Umanos' wife, Jan Schuitema, asked that in her husband's memory, people open their hearts to the Afghan people.

"We don't hold any ill will towards Afghanistan in general or even the gunman who did this," she said speaking outside the family's home in Chicago Thursday, her son, Ben Umanos, by her side. "We don't know what his history is."

She said that Umanos went to Afghanistan because he saw the need there, she said.

Jan Schuitema, Jerry Umanos' wife WBBM

"Our family and friends have suffered a great loss and our hearts are aching," she said. "While our hearts are aching for our loss, we're also aching for the loss of the other families as well as the loss and the multiple losses that the Afghan people have experienced."

The attacker was a member of the Afghan Police Protection Force assigned to guard the hospital, according to District Police Chief Hafiz Khan. The suspect was wounded, in custody, and Khan said investigators would work to determine the motivation. The nature of his injuries remained unclear.

Kabul police chief Gen. Muhamad Zahir Zahir said the assailant, from the eastern Nangarhar province, had worked at the hospital for two years. Ministry of Health spokesman Kanishka Bektash Torkystani told CBS News the suspect was undergoing surgery under heavy police guard in Kabul.

The U.S. Embassy confirmed that three America... 01:49

Minister of health Dr. Suraya Dalil confirmed the incident, calling Cure "the best hospital in Kabul, one of the best hospitals in Afghanistan."

A source told CBS News that all three of the Americans killed were doctors.

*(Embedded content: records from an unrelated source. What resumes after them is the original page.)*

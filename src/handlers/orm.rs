use axum::{
    extract::{Path, Query, State},
    response::Json,
};
use serde::Deserialize;

use super::{paginate, Operator, PageQuery};
use crate::{
    errors::ServiceError,
    models::{orm_request, OrmStatus},
    services::orm::{OrmForm, OrmOutcome},
    ApiResponse, ApiResult, AppState, PaginatedResponse,
};

#[derive(Debug, Deserialize, Default)]
pub struct OrmListQuery {
    pub page: Option<u64>,
    pub limit: Option<u64>,
    pub status: Option<String>,
}

#[derive(Debug, Deserialize)]
pub struct UpdateOrmRequest {
    pub reservation_number: String,
    #[serde(flatten)]
    pub form: OrmForm,
}

pub async fn list_orm_requests(
    State(state): State<AppState>,
    Query(query): Query<OrmListQuery>,
) -> ApiResult<PaginatedResponse<orm_request::Model>> {
    let (page, limit) = PageQuery {
        page: query.page,
        limit: query.limit,
    }
    .resolve(&state.config);

    let status = match query.status.as_deref().map(str::trim) {
        None | Some("") => None,
        Some(raw) => Some(raw.parse::<OrmStatus>().map_err(ServiceError::ValidationError)?),
    };

    let (items, total) = state.services.orm.list(status, page, limit).await?;
    Ok(Json(ApiResponse::success(paginate(items, total, page, limit))))
}

pub async fn get_orm_request(
    State(state): State<AppState>,
    Path(id): Path<i32>,
) -> ApiResult<orm_request::Model> {
    let request = state.services.orm.get(id).await?;
    Ok(Json(ApiResponse::success(request)))
}

pub async fn create_orm_request(
    State(state): State<AppState>,
    operator: Operator,
    Json(form): Json<OrmForm>,
) -> ApiResult<OrmOutcome> {
    let outcome = state
        .services
        .orm
        .create_orm(&form, operator.as_deref())
        .await?;
    Ok(Json(ApiResponse::success(outcome)))
}

pub async fn update_orm_request(
    State(state): State<AppState>,
    Path(id): Path<i32>,
    operator: Operator,
    Json(payload): Json<UpdateOrmRequest>,
) -> ApiResult<OrmOutcome> {
    let outcome = state
        .services
        .orm
        .update_orm(
            id,
            &payload.reservation_number,
            &payload.form,
            operator.as_deref(),
        )
        .await?;
    Ok(Json(ApiResponse::success(outcome)))
}

pub async fn cancel_orm_request(
    State(state): State<AppState>,
    Path(id): Path<i32>,
    operator: Operator,
) -> ApiResult<orm_request::Model> {
    let request = state
        .services
        .orm
        .cancel_orm(id, operator.as_deref())
        .await?;
    Ok(Json(ApiResponse::success(request)))
}

pub async fn sync_orm_request(
    State(state): State<AppState>,
    Path(id): Path<i32>,
) -> ApiResult<orm_request::Model> {
    let request = state.services.orm.sync_orm(id).await?;
    Ok(Json(ApiResponse::success(request)))
}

According to its website, the Cure International Hospital was founded in 2005 by invitation of the Afghan Ministry of Health. It sees 37,000 patients a year, specializing in child and maternity health as well as general surgery.

The Afghan capital has seen a spate of attacks on foreign civilians in 2014, a worrying new trend as the U.S.-led military coalition prepares to withdraw most troops by the end of the year.

It was unclear whether the Taliban were behind Thursday's shooting, though the insurgents have claimed several major attacks that killed foreign civilians this year -- an escalation after years of mostly targeting foreign military personnel and Afghan security forces.

In January, a Taliban attack on a popular Kabul restaurant with suicide bombers and gunmen killed more than a dozen people, while in March, gunmen slipped past security at an upscale hotel in the Afghan capital and killed several diners in its restaurant.

The hospital shooting is also the second "insider attack" by a member of Afghan security forces targeting foreign civilians this month.

On April 4, an Afghan police officer shot two Associated Press staff working in the eastern province of Khost, killing photographer Anja Niedringhaus and wounding veteran correspondent Kathy Gannon.